Ashabın zamanından, ibret verici bir anekdotla konumuzu zenginleştirelim. “Resulullah (sallallahu aleyhi ve sellem) bir hasır üzerinde yatıp uyumuştu. Uykudan uyandığında, hasır vücudunun yan tarafından iz bırakmıştı. Biz, 'Ya Resulullah! Sizin için bir döşek, edinsek' deyince, bunun üzerine Resul-i Ekrem: 'Dünya ile benim ne alâkam var. Ben, dünyada bir ağaç altında gölgelenip de bırakıp giden bir yolcu gibiyim.' demiştir.”(23)
Buradaki beyitte de belirtildiği gibi kişi(kul) bu dünyada dost bağının bülbülü olma gayreti içinde olmalıdır. “Dost” diye remzedilen şüphesiz ki hakiki dost olan Allah'tır. Hayatımızı onun emir ve yasakları dairesinde idame ettirirsek beka yurdunu(ahireti) kazanırız.

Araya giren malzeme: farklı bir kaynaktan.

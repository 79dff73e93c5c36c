use std::sync::Arc;

use async_trait::async_trait;

use crate::domain::catalog::errors::CatalogError;
use crate::domain::catalog::model::StorefrontProduct;
use crate::domain::catalog::services::StorefrontProductGateway;
use crate::domain::catalog::use_cases::list_storefront_products::ListStorefrontProductsUseCase;
use crate::domain::logger::Logger;

pub struct ListStorefrontProductsUseCaseImpl {
    pub gateway: Arc<dyn StorefrontProductGateway>,
    pub logger: Arc<dyn Logger>,
}

#[async_trait]
impl ListStorefrontProductsUseCase for ListStorefrontProductsUseCaseImpl {
    async fn execute(&self) -> Result<Vec<StorefrontProduct>, CatalogError> {
        self.logger.info("Fetching storefront products");

        let products = self.gateway.all_products().await.inspect_err(|err| {
            self.logger
                .error(&format!("Error fetching products: {}", err.details()))
        })?;

        self.logger
            .info(&format!("Found {} storefront products", products.len()));
        Ok(products)
    }
}

#[cfg(test)]
mod tests {
    use super::*;
    use crate::application::mocks::{MockProductGateway, mock_logger};
    use crate::domain::catalog::model::fixtures::storefront_product;
    use crate::domain::errors::CommerceError;

    #[tokio::test]
    async fn should_list_published_products() {
        let mut gateway = MockProductGateway::new();
        gateway.expect_all_products().returning(|| {
            Ok(vec![
                storefront_product("the-bottom-feeder", vec![("v1", true)]),
                storefront_product("wheels", vec![("v2", true)]),
            ])
        });

        let use_case = ListStorefrontProductsUseCaseImpl {
            gateway: Arc::new(gateway),
            logger: mock_logger(),
        };

        let products = use_case.execute().await.unwrap();

        assert_eq!(products.len(), 2);
        assert_eq!(products[1].handle, "wheels");
    }

    #[tokio::test]
    async fn should_surface_graphql_errors() {
        let mut gateway = MockProductGateway::new();
        gateway
            .expect_all_products()
            .returning(|| Err(CommerceError::GraphQl(vec!["Access denied".to_string()])));

        let use_case = ListStorefrontProductsUseCaseImpl {
            gateway: Arc::new(gateway),
            logger: mock_logger(),
        };

        let result = use_case.execute().await;

        assert!(matches!(
            result.unwrap_err(),
            CatalogError::RemoteCallFailed(CommerceError::GraphQl(_))
        ));
    }
}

İnsanların bedenleri gıdayla, ruhları maneviyatla beslenir. Nefs-i emmârenin emirlerine uyulup nefis semirtilirse gün gelir canavarlaşır. Hastalıklar hep bedenî değildir, kişiye musallat olan ruhî hastalıklar da vardır. Ruhî hastalıkların tedavisi ilaçla olmaz. Onların şifası tabib-i ruhanîlerin elindedir. “Tabib-i ruhanî Arapçada maneviyat doktoru demektir. Seyyid Şerif'e göre, maneviyat doktoru arif bir kişi olan şeyhtir. O, bu tıp ile kemâle erdirir, doğruya iletir. Eğer İslâm'da bir psikolojiden bahsedilecek ise, en mükemmel psikologlar, sûfîlerdir. Zira onlar insanın iç âlemini keşfe çıkmış, durmak bilmeyen gezgin-kâşiflerdir.”(24)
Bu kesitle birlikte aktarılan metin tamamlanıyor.